Mit einer Volksabstimmung über eine neue Verfassung am 26. Februar will der syrische Präsident Baschar al-Assad der Protestbewegung die Spitze nehmen. Neu ist: Die Monopolstellung der Baath-Partei, mit der vor Assad schon sein Vater Hafis regiert hatte, fällt weg. Auch der Sozialismus wird offiziell aufgegeben.
Die Frage, wie das Referendum praktisch ablaufen soll, während in mehreren syrischen Provinzen Bürgerkrieg herrscht, blieb allerdings offen.
Im Entwurf heisst es, politische Aktivitäten auf Basis der Religion oder der Stammeszugehörigkeit seien verboten. Gleichzeitig wird betont: „Die islamische Jurisprudenz ist die Hauptquelle der Gesetzgebung.“ Nur ein Muslim darf Präsident werden.
Syriens enger Verbündeter Russland begrüsste das angekündigte Verfassungsreferendum. „Die politischen Reformen kommen spät – aber besser spät als nie“, sagte Aussenminister Sergej Lawrow nach Angaben der Agentur Interfax. Das Referendum sei „ein Schritt vorwärts“ zur Bildung eines Mehrparteiensystems, betonte er – und das sei gut.
Lawrow forderte die internationale Gemeinschaft auf, das Assad-Regime als Partner anzuerkennen und nicht weiter zu isolieren. Er reist an diesem Donnerstag nach Wien zu Syrien-Krisengesprächen mit UNO-Generalsekretär Ban Ki Moon.
Russland kompromissbereit
In Wien will Lawrow mit seinem französischen Amtskollegen Alain Juppé über einen neuen Vorstoss Frankreichs für eine Syrien-Resolution sprechen. Sanktionen gegen Syrien könnte nur der UNO-Sicherheitsrat beschliessen, was Russland und China bislang verhindert haben.
In New York will an diesem Donnerstag laut Diplomaten auch die UNO-Vollversammlung über eine Syrien-Resolution abstimmen. Die Vollversammlung kann zwar offiziell Verurteilungen aussprechen. Diese haben aber rein appellativen Charakter.
Zwei Tage vor dem geplanten syrischen Verfassungs-Referendum soll in Tunis ein erstes Treffen der sogenannten Gruppe der Freunde Syriens stattfinden. Zu diesem Treffen werden vor allem arabische und westliche Politiker und Diplomaten erwartet sowie Vertreter der syrischen Opposition.
Blutvergiessen geht weiter
In den Zentren der Protestbewegung gegen Assad ging das Blutvergiessen unterdessen weiter. Auch in Birsa, einem Viertel im Norden von Damaskus, marschierte nach Angaben von Augenzeugen am Mittwoch die Armee auf.
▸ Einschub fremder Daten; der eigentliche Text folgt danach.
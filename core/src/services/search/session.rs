//! Async driver for the search selector

use std::collections::HashMap;
use std::sync::Arc;

use li_shared::config::SearchConfig;
use tokio::sync::mpsc;
use tokio::task::{Id, JoinSet};
use tracing::{error, info};

use crate::domain::entities::entity_match::EntityMatch;
use crate::errors::ApiError;
use crate::services::timer::{TimerId, TokioScheduler};

use super::selector::SearchSelector;
use super::traits::EntitySearchApi;
use super::types::{SearchEvent, SearchRequest, SearchUpdate};

type SearchOutcome = Result<Vec<EntityMatch>, ApiError>;

/// One mounted search widget on the Tokio runtime
///
/// UI events go in through [`handle`](Self::handle); timer fires and
/// request completions come out of [`next_update`](Self::next_update).
/// Requests are never aborted because a newer query superseded them; their
/// responses are discarded by the selector instead. Closing or dropping the
/// session aborts timers and in-flight requests.
pub struct SearchSession<A: EntitySearchApi + 'static> {
    selector: SearchSelector<Arc<TokioScheduler>>,
    scheduler: Arc<TokioScheduler>,
    fired: mpsc::UnboundedReceiver<TimerId>,
    api: Arc<A>,
    in_flight: JoinSet<SearchOutcome>,
    /// Request behind each running task
    requests: HashMap<Id, SearchRequest>,
}

impl<A: EntitySearchApi + 'static> SearchSession<A> {
    /// Create a session; must be called within a Tokio runtime
    pub fn new(api: Arc<A>, config: SearchConfig) -> Self {
        let (scheduler, fired) = TokioScheduler::new();
        let scheduler = Arc::new(scheduler);
        Self {
            selector: SearchSelector::new(config, Arc::clone(&scheduler)),
            scheduler,
            fired,
            api,
            in_flight: JoinSet::new(),
            requests: HashMap::new(),
        }
    }

    /// Apply a UI event; returns the committed match for `Select`
    pub fn handle(&mut self, event: SearchEvent) -> Option<EntityMatch> {
        match event {
            SearchEvent::Input(text) => {
                self.selector.input(text);
                None
            }
            SearchEvent::Select(index) => self.selector.select(index),
            SearchEvent::Clear => {
                self.selector.clear();
                None
            }
            SearchEvent::Dismiss => {
                self.selector.dismiss();
                None
            }
        }
    }

    /// Wait for the next timer fire or request completion
    ///
    /// Returns `None` once nothing is pending.
    pub async fn next_update(&mut self) -> Option<SearchUpdate> {
        loop {
            if !self.selector.has_pending_debounce() && self.in_flight.is_empty() {
                return None;
            }

            tokio::select! {
                Some(id) = self.fired.recv() => {
                    if let Some(request) = self.selector.on_timer(id) {
                        let query = request.query.clone();
                        self.spawn_request(request);
                        return Some(SearchUpdate::Searching { query });
                    }
                }
                Some(joined) = self.in_flight.join_next_with_id(), if !self.in_flight.is_empty() => {
                    let (id, outcome) = match joined {
                        Ok((id, outcome)) => (id, outcome),
                        Err(join_err) if join_err.is_cancelled() => {
                            self.requests.remove(&join_err.id());
                            continue;
                        }
                        Err(join_err) => {
                            error!(error = %join_err, "Search request task panicked");
                            let outcome = Err(ApiError::Network(format!("Search task failed: {}", join_err)));
                            (join_err.id(), outcome)
                        }
                    };
                    if let Some(update) = self.apply(id, outcome) {
                        return Some(update);
                    }
                }
                else => return None,
            }
        }
    }

    fn spawn_request(&mut self, request: SearchRequest) {
        let api = Arc::clone(&self.api);
        let (query, limit) = (request.query.clone(), request.limit);
        let handle = self
            .in_flight
            .spawn(async move { api.search_entities(&query, limit).await });
        self.requests.insert(handle.id(), request);
    }

    fn apply(&mut self, id: Id, outcome: SearchOutcome) -> Option<SearchUpdate> {
        let request = self.requests.remove(&id)?;
        let query = request.query.clone();
        if self.selector.apply_response(&request, outcome) {
            let matches = self.selector.results().unwrap_or_default().to_vec();
            return Some(SearchUpdate::Results { query, matches });
        }
        Some(SearchUpdate::Stale { query })
    }

    /// Tear the session down: no timer or response is applied afterwards
    pub fn close(&mut self) {
        self.selector.teardown();
        self.scheduler.cancel_all();
        // Dropping the set aborts every task in it
        drop(std::mem::take(&mut self.in_flight));
        self.requests.clear();
        info!("Search session closed");
    }

    /// Controller state for rendering
    pub fn selector(&self) -> &SearchSelector<Arc<TokioScheduler>> {
        &self.selector
    }

    /// Number of requests still running
    pub fn in_flight(&self) -> usize {
        self.in_flight.len()
    }
}

impl<A: EntitySearchApi + 'static> Drop for SearchSession<A> {
    fn drop(&mut self) {
        self.scheduler.cancel_all();
        self.in_flight.abort_all();
    }
}
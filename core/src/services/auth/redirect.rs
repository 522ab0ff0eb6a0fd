//! Role-based redirect after login

use crate::domain::entities::session::{LoginResponse, UserRole};
use crate::domain::value_objects::route::Route;

/// Page to open after a successful login
///
/// Unverified accounts must verify first; administrators skip onboarding.
pub fn post_login_route(response: &LoginResponse) -> Route {
    if !response.email_verified {
        return Route::VerifyEmail;
    }
    match response.role {
        UserRole::Admin => Route::AdminDashboard,
        UserRole::User | UserRole::Lawyer if !response.onboarded => Route::Onboarding,
        UserRole::User | UserRole::Lawyer => Route::Dashboard,
    }
}
//! Entity search endpoint

use async_trait::async_trait;
use li_core::domain::entities::entity_match::{EntityMatch, EntityType};
use li_core::errors::ApiError;
use li_core::services::search::EntitySearchApi;
use li_shared::api::EntitySearchResponse;
use tracing::warn;

use super::client::HttpApiClient;

const SEARCH_PATH: &str = "/entities/search";

#[async_trait]
impl EntitySearchApi for HttpApiClient {
    async fn search_entities(&self, query: &str, limit: u32) -> Result<Vec<EntityMatch>, ApiError> {
        let params = [("query", query.to_string()), ("limit", limit.to_string())];
        let response: EntitySearchResponse = self.get_json(SEARCH_PATH, &params).await?;
        Ok(into_matches(response))
    }
}

/// Convert the wire response, keeping server order
///
/// Entries with an entity type this client does not know are skipped.
pub fn into_matches(response: EntitySearchResponse) -> Vec<EntityMatch> {
    response
        .results
        .into_iter()
        .filter_map(|wire| match wire.entity_type.parse::<EntityType>() {
            Ok(entity_type) => Some(EntityMatch {
                id: wire.id,
                entity_type,
                name: wire.name,
                short_name: wire.short_name.filter(|s| !s.trim().is_empty()),
            }),
            Err(reason) => {
                warn!(id = wire.id, reason = %reason, event = "search_entity_skipped", "Skipping search result");
                None
            }
        })
        .collect()
}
Schüsse waren zu hören. Aktivisten meldeten, die Soldaten hätten Gebäude angezündet.
Eine Explosion in der Rebellenhochburg Homs zerstörte eine Gasleitung. Laut Aktivisten flogen kurz vor der Explosion Kampfjets über den Explosionsort. Eine Granate soll nach diesen Angaben die Pipeline getroffen haben. Syrische Staatsmedien machen dagegen Terroristen für die Explosion verantwortlich.